All of Understanding Society's key features can be found here
About the study
It is a household longitudinal survey of UK residents living in private households. The survey started in 2009.
A household survey is where the population of interest is households (and their members) and so a sample of households are chosen and information is collected about the household members.
A longitudinal survey is a survey where the same set of people are interviewed at regular intervals and asked the same questions. This helps in understanding the dynamic processes of their lives and measuring change.
The regular intervals at which a longitudinal survey collects information from its sample members is referred to as waves (some surveys refer to these as sweeps).
The data is collected over a period of 24 months, also referred to as the fieldwork period. The fieldwork period for the first wave was 2009 to 2010. But as the interviews had to be in one year intervals, the second wave covered the period 2010 to 2011. Generally, those who were interviewed in 2009 were next interviewed in 2010, 2011, and so on and similarly those who were interviewed in 2010 were next interviewed in 2011, 2012 and so on. Read the survey timeline
The data is available one year after the end of the collection period. So, Wave 1 data was available in November 2011, Wave 2 data in November 2012, and so on.
At each sampled address, up to three dwelling units are selected and at each dwelling unit, up to 3 households are randomly selected into the sample. In most cases, an address has one dwelling unit and one household in that dwelling unit. All household members of the households chosen in Wave 1 form the core sample. They are referred to as Original Sample Members (OSM). The children of OSM mothers also become OSMs. This is the core sample, that is, they represent the population of interest. So, OSMs are followed wherever they go as long as they live in the UK. If anyone joins the household of one or more OSMs, then they are called Temporary Sample Members (TSMs) and are interviewed only as long as they live with at least one OSM. This is because they are not the core sample who represent the population of interest, but they are interviewed to provide the household context for the OSMs. Exception: If a TSM is the father of an OSM child, then their status changes to Permanent Sample Member (PSM) and like the OSMs they are followed wherever they go as long as it is within UK. PSMs are followed permanently because they provide information about the family background of an OSM child. If we did not do this, then if the OSM mother and TSM father separate, we will not have information about the father of the OSM child.
We use the standard ONS definition: "one person living alone or a group of people who either share living accommodation OR share one meal a day and who have the address as their only or main residence".
A Dwelling Unit (DU) is a living space with its own front door – this can be either a street door or a door within a house or block of flats. Usually there is only one dwelling unit at an address.
Students who have left the household are followed and treated as a "split-off" household. If they are living in institutional accommodation (e.g., Halls of Residence), they are considered to be the only member of the household. If they are living in private residence (e.g., renting a flat), then the usual rules apply of who is considered part of the household.

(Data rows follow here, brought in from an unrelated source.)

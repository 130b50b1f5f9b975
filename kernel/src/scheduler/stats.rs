/*!
 * Scheduler Statistics
 * Atomic counters updated from the scheduler loops
 */

use super::queues::QueueLengths;
use crate::process::Transition;
use serde::{Deserialize, Serialize};
use std::sync::atomic::{AtomicU64, Ordering};
use uuid::Uuid;

/// Point-in-time view of a scheduler
#[derive(Debug, Clone, PartialEq, Eq, Serialize, Deserialize)]
pub struct SchedulerStats {
    pub id: Uuid,
    pub queues: QueueLengths,
    pub scheduled: u64,
    pub admitted: u64,
    pub dispatched: u64,
    pub interrupted: u64,
    pub waited: u64,
    pub resumed: u64,
    pub terminated: u64,
    /// Dispatch attempts retried for lack of resources
    pub deferred: u64,
    pub errors: u64,
}

/// Lock-free counters behind [`SchedulerStats`]
///
/// Relaxed ordering: each counter is exact, but a snapshot may mix
/// values from slightly different instants.
#[derive(Debug, Default)]
pub(crate) struct AtomicSchedulerStats {
    scheduled: AtomicU64,
    transitions: [AtomicU64; 6],
    deferred: AtomicU64,
    errors: AtomicU64,
}

impl AtomicSchedulerStats {
    #[inline]
    pub fn inc_scheduled(&self) {
        self.scheduled.fetch_add(1, Ordering::Relaxed);
    }

    #[inline]
    pub fn record(&self, transition: Transition) {
        self.transitions[slot(transition)].fetch_add(1, Ordering::Relaxed);
    }

    #[inline]
    pub fn inc_deferred(&self) {
        self.deferred.fetch_add(1, Ordering::Relaxed);
    }

    #[inline]
    pub fn inc_errors(&self) {
        self.errors.fetch_add(1, Ordering::Relaxed);
    }

    pub fn snapshot(&self, id: Uuid, queues: QueueLengths) -> SchedulerStats {
        let count = |t| self.transitions[slot(t)].load(Ordering::Relaxed);
        SchedulerStats {
            id,
            queues,
            scheduled: self.scheduled.load(Ordering::Relaxed),
            admitted: count(Transition::Admit),
            dispatched: count(Transition::Start),
            interrupted: count(Transition::Interrupt),
            waited: count(Transition::Wait),
            resumed: count(Transition::Resume),
            terminated: count(Transition::Terminate),
            deferred: self.deferred.load(Ordering::Relaxed),
            errors: self.errors.load(Ordering::Relaxed),
        }
    }
}

fn slot(transition: Transition) -> usize {
    match transition {
        Transition::Admit => 0,
        Transition::Start => 1,
        Transition::Interrupt => 2,
        Transition::Wait => 3,
        Transition::Resume => 4,
        Transition::Terminate => 5,
    }
}
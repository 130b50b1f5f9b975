/*!
 * Scheduler Events
 * Notifications fanned out to scheduler subscribers
 */

use crate::core::errors::SchedulerError;
use crate::process::{ProcessControlBlock, ProcessState};
use std::sync::Arc;

/// Topic of the coarse transition notification
pub const TRANSITION_TOPIC: &str = "transition";
/// Topic of a dispatch attempt retried for lack of resources
pub const DEFERRED_TOPIC: &str = "dispatch:deferred";
/// Topic of reported errors
pub const ERROR_TOPIC: &str = "error";

#[derive(Debug, Clone)]
pub enum SchedulerEvent {
    /// A PCB entered the `to` queue (`transition:<state>`)
    ///
    /// `from` is `None` for the creation notification.
    Entered {
        pcb: Arc<ProcessControlBlock>,
        from: Option<ProcessState>,
        to: ProcessState,
    },
    /// Coarse notification following every `Entered`
    Transition {
        pcb: Arc<ProcessControlBlock>,
        to: ProcessState,
    },
    /// The head of READY could not be dispatched; it stays there
    Deferred {
        pcb: Arc<ProcessControlBlock>,
        error: SchedulerError,
    },
    Error(SchedulerError),
}

impl SchedulerEvent {
    pub fn topic(&self) -> &'static str {
        match self {
            Self::Entered { to, .. } => to.topic(),
            Self::Transition { .. } => TRANSITION_TOPIC,
            Self::Deferred { .. } => DEFERRED_TOPIC,
            Self::Error(_) => ERROR_TOPIC,
        }
    }

    /// The PCB the event is about, if any
    pub fn pcb(&self) -> Option<&Arc<ProcessControlBlock>> {
        match self {
            Self::Entered { pcb, .. } | Self::Transition { pcb, .. } | Self::Deferred { pcb, .. } => {
                Some(pcb)
            }
            Self::Error(_) => None,
        }
    }
}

The sample is chosen from private households and so institutions are not part of the core sample. However, if sampled individuals move into institutions after the first wave, they are interviewed if it is possible to do so. The only exception to this is prisons, where we do not seek an interview.
Information is collected about different aspects of the lives of the sample members. The main topic areas cover income, education, labour market activities, family background, partnerships, fertility behaviour health and wellbeing, attitudes and values, identity, ethnicity and religion. For a good overview of the different topics see Long Term Content Plan. You can also search for variables here HYPERLINK to Online Documentation search facility.
All information collected is voluntary. Interviewees can stop at any point in time and can also ask for their data to be destroyed after it is collected. First information is collected by interviewers from a responsible adult in the household about the household members - their names, date or birth or age, sex, marital status, employment status and relationship to each other. This is called the ENUMERATION GRID. Second, generally the owner or renter (or if more than one, the eldest of them) is asked about the household - household expenditure, mortgage, number of bedrooms,... This is the HOUSEHOLD QUESTIONNAIRE. Then all 16+ year olds, referred to as adults for the purposes of the survey, are asked questions about different aspects of their lives. This is the INDIVIDUAL QUESTIONNAIRE. This questionnaire also includes questions about children, 0-9 year olds for their parents and guardians...such as parenting styles, birthweight, etc. All 10-15 year olds are asked a number of questions about aspects of their school, friends, eating and drinking habits, happiness and wellbeing. This is the YOUTH QUESTIONNAIRE. The interviewers also provide some information about the condition of the property, cooperativeness of the interviewees, any difficulties faced by interviewees in answering the question etc.
Parents and guardians answer some questions about their children such as parenting styles, birthweight, etc. All 10-15 year olds are asked fewer number of questions about aspects of their school, friends, eating and drinking habits, happiness and wellbeing. This is the youth questionnaire.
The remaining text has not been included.